Juan Vicente Conde, ex presidente de la Sociedad Colombiana de Medicina del Trabajo, explica que hasta hace poco muchas de estas manifestaciones se confundían con otras enfermedades ligadas a la fatiga o a otros trastornos psicosomáticos.

“Esta alteración -dice Conde- es producto de la suma de largas jornadas de trabajo, de la elevada tensión que se genera durante el desarrollo de una tarea, de la insatisfacción que se siente en el entorno laboral y de una mala adaptación física y mental”.


No se escapa nadie

Vale decir, de acuerdo con el especialista, que la mayoría de los trabajos que hoy desempeña la gente reúne esas condiciones.

Es decir que desde un obrero de la construcción hasta un alto ejecutivo pueden acabar siendo víctimas de este síndrome, si no toman las medidas necesarias para prevenirlo”.

Un caso sonado es el del mandatario del Brasil, Luiz Inácio Lula da Silva, que tuvo que suspender a fines de enero su viaje a Davos (Suiza) para asistir al Foro Económico Mundial.

Su organismo le cobró las largas e intensas jornadas de trabajo cuando ya estaba en el avión que lo llevaría a Suiza: se sintió mareado y embotado, tanto que su médico personal decidió hospitalizarlo.
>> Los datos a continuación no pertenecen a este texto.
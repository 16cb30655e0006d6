mod index;
mod layer;

pub use index::{Family, SourceFamilies, StyleLayerIndex};
pub use layer::{
    EvaluatedLayer, EvaluationParameters, LayerSpec, LayerType, PropertyValue, StyleLayer,
};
Según el diagnóstico, tenía un aumento anormal de la tensión arterial debido a un desajuste cardiovascular, causado por su estado físico y emocional. En otras palabras, tenía fatiga acumulada. Su cuerpo no daba más.
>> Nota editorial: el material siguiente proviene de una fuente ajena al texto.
//! Renderable geometry of a layer family in a single tile.

mod circle;
mod fill;
mod line;
mod symbol;

pub use circle::{CircleBucket, CircleVertex};
pub use fill::FillBucket;
pub use line::{LineBucket, LineVertex};
pub use symbol::{SymbolBucket, SymbolInstance, SymbolLayoutParameters, SymbolQuad};

use crate::{
    atlas::{ImagePosition, ImagePositions},
    expression::{Context, to_string},
    feature_index::FeatureIndex,
    style::{EvaluatedLayer, EvaluationParameters, Family, LayerType},
    vector_tile::{Geometry, TilePoint, VectorTileFeature},
};
use geo::Area as _;
use geo_types::{LineString, Polygon};
use serde_json::Value;
use std::{
    collections::{BTreeMap, BTreeSet},
    ops::Range,
};

/// Everything a bucket needs to know about where it is built.
#[derive(Debug, Clone)]
pub struct BucketParameters {
    /// Position of the bucket in the feature index.
    pub index: usize,
    pub family: Family,
    /// Family evaluated at the zoom of the tile.
    pub layers: Vec<EvaluatedLayer>,
    pub zoom: f64,
    pub pixel_ratio: f32,
    pub overscaling: u32,
    pub source_layer_index: u32,
    pub source_id: String,
}

impl BucketParameters {
    pub fn layer_ids(&self) -> Vec<String> {
        self.family.iter().map(|layer| layer.id().to_owned()).collect()
    }

    fn recalculate(&mut self, parameters: &EvaluationParameters) {
        self.layers = self
            .family
            .iter()
            .map(|layer| layer.recalculate(parameters))
            .collect();
    }

    /// Features accepted by the filter of the family.
    fn accepted<'a, 'f>(
        &'a self,
        features: &'a [BucketFeature<'f>],
    ) -> impl Iterator<Item = &'a BucketFeature<'f>> + 'a {
        features.iter().filter(|feature| {
            self.family.first().is_some_and(|layer| {
                let context = Context::new(self.zoom, &feature.feature.properties)
                    .with_id(feature.id.as_ref())
                    .with_geometry_type(feature.feature.kind);
                layer.matches(&context)
            })
        })
    }
}

/// Feature of a source layer, as handed to every bucket built from that layer.
#[derive(Debug, Clone)]
pub struct BucketFeature<'a> {
    pub feature: &'a VectorTileFeature,
    pub id: Option<Value>,
    /// Position in the source layer.
    pub index: usize,
    pub source_layer_index: u32,
}

impl BucketFeature<'_> {
    fn context<'a>(&'a self, layer: &'a EvaluatedLayer) -> Context<'a> {
        layer
            .context(&self.feature.properties)
            .with_id(self.id.as_ref())
            .with_geometry_type(self.feature.kind)
    }
}

/// Resources the buckets of a tile are waiting for.
#[derive(Debug, Clone, Default, PartialEq, Eq)]
pub struct Dependencies {
    /// Code points by font stack.
    pub glyphs: BTreeMap<String, BTreeSet<u32>>,
    pub icons: BTreeSet<String>,
    pub patterns: BTreeSet<String>,
}

/// Pattern of a single layer, for a single feature.
#[derive(Debug, Clone, PartialEq)]
pub struct FeaturePattern {
    pub name: String,
    /// Filled in once the image atlas is known.
    pub position: Option<ImagePosition>,
}

/// Vertices of a feature drawn with patterns.
#[derive(Debug, Clone, PartialEq)]
pub struct PatternFeature {
    pub vertices: Range<usize>,
    /// Keyed by layer id.
    pub patterns: BTreeMap<String, FeaturePattern>,
}

/// Feature kept aside until its patterns are in the atlas.
#[derive(Debug, Clone)]
struct PendingPatternFeature {
    geometry: Geometry,
    patterns: BTreeMap<String, String>,
}

#[derive(Debug, Clone)]
pub enum Bucket {
    Fill(FillBucket),
    Line(LineBucket),
    Circle(CircleBucket),
    Symbol(SymbolBucket),
}

impl Bucket {
    /// Bucket for the family, `None` for layer types which are not drawn from tile
    /// features.
    pub fn new(parameters: BucketParameters) -> Option<Self> {
        let kind = parameters.family.first()?.kind();
        match kind {
            LayerType::Fill | LayerType::FillExtrusion => {
                Some(Self::Fill(FillBucket::new(parameters)))
            }
            LayerType::Line => Some(Self::Line(LineBucket::new(parameters))),
            LayerType::Circle | LayerType::Heatmap => {
                Some(Self::Circle(CircleBucket::new(parameters)))
            }
            LayerType::Symbol => Some(Self::Symbol(SymbolBucket::new(parameters))),
            LayerType::Background | LayerType::Raster | LayerType::Hillshade => None,
        }
    }

    pub fn parameters(&self) -> &BucketParameters {
        match self {
            Self::Fill(bucket) => &bucket.parameters,
            Self::Line(bucket) => &bucket.parameters,
            Self::Circle(bucket) => &bucket.parameters,
            Self::Symbol(bucket) => &bucket.parameters,
        }
    }

    pub fn layer_ids(&self) -> Vec<String> {
        self.parameters().layer_ids()
    }

    /// Take features of the source layer, recording which glyphs and images they need.
    pub fn populate(
        &mut self,
        features: &[BucketFeature<'_>],
        dependencies: &mut Dependencies,
        feature_index: &mut FeatureIndex,
    ) {
        match self {
            Self::Fill(bucket) => bucket.populate(features, dependencies, feature_index),
            Self::Line(bucket) => bucket.populate(features, dependencies, feature_index),
            Self::Circle(bucket) => bucket.populate(features, feature_index),
            Self::Symbol(bucket) => bucket.populate(features, dependencies, feature_index),
        }
    }

    pub fn recalculate(&mut self, parameters: &EvaluationParameters) {
        match self {
            Self::Fill(bucket) => bucket.parameters.recalculate(parameters),
            Self::Line(bucket) => bucket.parameters.recalculate(parameters),
            Self::Circle(bucket) => bucket.parameters.recalculate(parameters),
            Self::Symbol(bucket) => bucket.parameters.recalculate(parameters),
        }
    }

    pub fn has_pattern(&self) -> bool {
        match self {
            Self::Fill(bucket) => bucket.has_pattern(),
            Self::Line(bucket) => bucket.has_pattern(),
            Self::Circle(_) | Self::Symbol(_) => false,
        }
    }

    /// Build the geometry which was waiting for patterns.
    pub fn add_features(&mut self, pattern_positions: &ImagePositions) {
        match self {
            Self::Fill(bucket) => bucket.add_features(pattern_positions),
            Self::Line(bucket) => bucket.add_features(pattern_positions),
            Self::Circle(_) | Self::Symbol(_) => {}
        }
    }

    pub fn is_empty(&self) -> bool {
        match self {
            Self::Fill(bucket) => bucket.is_empty(),
            Self::Line(bucket) => bucket.is_empty(),
            Self::Circle(bucket) => bucket.is_empty(),
            Self::Symbol(bucket) => bucket.is_empty(),
        }
    }
}

/// Patterns requested by each layer of the family for this feature.
fn feature_patterns(
    layers: &[EvaluatedLayer],
    property: &str,
    feature: &BucketFeature<'_>,
) -> BTreeMap<String, String> {
    layers
        .iter()
        .filter_map(|layer| {
            let value = layer.paint(property, &feature.context(layer))?;
            let name = match value {
                Value::String(name) => name,
                other => to_string(&other),
            };
            (!name.is_empty()).then(|| (layer.id.clone(), name))
        })
        .collect()
}

fn resolve_patterns(
    patterns: BTreeMap<String, String>,
    pattern_positions: &ImagePositions,
) -> BTreeMap<String, FeaturePattern> {
    patterns
        .into_iter()
        .map(|(layer, name)| {
            let position = pattern_positions.get(&name).copied();
            if position.is_none() {
                log::debug!("Pattern '{name}' of layer '{layer}' is not in the atlas.");
            }
            (layer, FeaturePattern { name, position })
        })
        .collect()
}

fn signed_area(ring: &[TilePoint]) -> f64 {
    let ring: LineString<f64> = ring
        .iter()
        .map(|&[x, y]| (f64::from(x), f64::from(y)))
        .collect::<Vec<_>>()
        .into();
    Polygon::new(ring, Vec::new()).signed_area()
}

/// Group rings into polygons: a ring wound like the first one starts a new polygon,
/// the others are its holes. Degenerate rings are dropped.
pub(crate) fn classify_rings(rings: &[Vec<TilePoint>]) -> Vec<Vec<&[TilePoint]>> {
    let mut polygons = Vec::new();
    let mut polygon: Vec<&[TilePoint]> = Vec::new();
    let mut outer_orientation = None;

    for ring in rings {
        let area = signed_area(ring);
        if area == 0. {
            continue;
        }

        let orientation = area > 0.;
        if *outer_orientation.get_or_insert(orientation) == orientation && !polygon.is_empty() {
            polygons.push(std::mem::take(&mut polygon));
        }
        polygon.push(ring.as_slice());
    }

    if !polygon.is_empty() {
        polygons.push(polygon);
    }
    polygons
}

fn to_lyon(point: TilePoint) -> lyon_tessellation::math::Point {
    lyon_tessellation::math::point(point[0] as f32, point[1] as f32)
}

#[cfg(test)]
mod tests {
    use super::*;

    fn square(x: i32, y: i32, size: i32, clockwise: bool) -> Vec<TilePoint> {
        let mut ring = vec![[x, y], [x + size, y], [x + size, y + size], [x, y + size], [x, y]];
        if !clockwise {
            ring.reverse();
        }
        ring
    }

    #[test]
    fn rings_are_classified_into_polygons() {
        let rings = vec![
            square(0, 0, 100, true),
            square(10, 10, 10, false),
            square(200, 200, 50, true),
            vec![[0, 0], [5, 5], [0, 0]],
        ];

        let polygons = classify_rings(&rings);
        assert_eq!(polygons.len(), 2);
        assert_eq!(polygons[0].len(), 2);
        assert_eq!(polygons[1].len(), 1);
        assert_eq!(polygons[1][0][0], [200, 200]);
    }
}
Y aunque en el caso de Lula el asunto se presentó súbitamente, lo cierto es que este trastorno se manifiesta con síntomas físicos y mentales.

En general, unos dependen de otros: desmotivación, depresión, fatiga, trastornos del sueño, úlceras, hipertensión, colon irritable, lumbalgias, tensión muscular y enfermedad coronaria, entre otros.

Este síndrome también se manifiesta con irritabilidad, incapacidad para concentrarse, distanciamiento afectivo, menor capacidad laboral, trastornos en las funciones sexuales, comportamiento hostil y actitud conflictiva.

En fases muy avanzadas se presentan trastornos depresivos mayores, que pueden desembocar en suicidio.

Algunos afectados tienden a ausentarse del trabajo y son proclives a las adicciones.


Este trastorno se puede prevenir

La prevención de este síndrome tiene como base la aplicación de programas preventivos de salud ocupacional que en Colombia están definidos por la ley.

El empleado debe poner de su parte cuidando sus hábitos de vida: trabajar en forma organizada, controlar el estrés, comer en forma balanceada, respetar el descanso y hacer actividad física al menos tres veces a la semana. El tratamiento consiste en manejar los síntomas por separado, con un equipo interdisciplinario en el que concurran especialistas en medicina del trabajo y psicólogos laborales, entre otros.


¿Qué es una jornada laboral?

Es la convenida entre el trabajador y su empleador y se enmarca dentro de los límites definidos por la ley.

En Colombia la jornada máxima legal diaria es de 8 horas (48 a la semana) o de 6 horas diarias (36 a la semana) para los menores autorizados a trabajar.

Puede acordarse, de manera temporal o indefinida, la organización de turnos de trabajo sucesivos que permitan operar a la empresa o a alguna de sus secciones en forma ininterrumpida (como ocurre con las salas de urgencia), durante todos los días, siempre que el turno no exceda las 6 horas al día y las 36 horas a la semana. En estos casos no hay lugar a recargo nocturno ni al previsto para el trabajo dominical o festivo.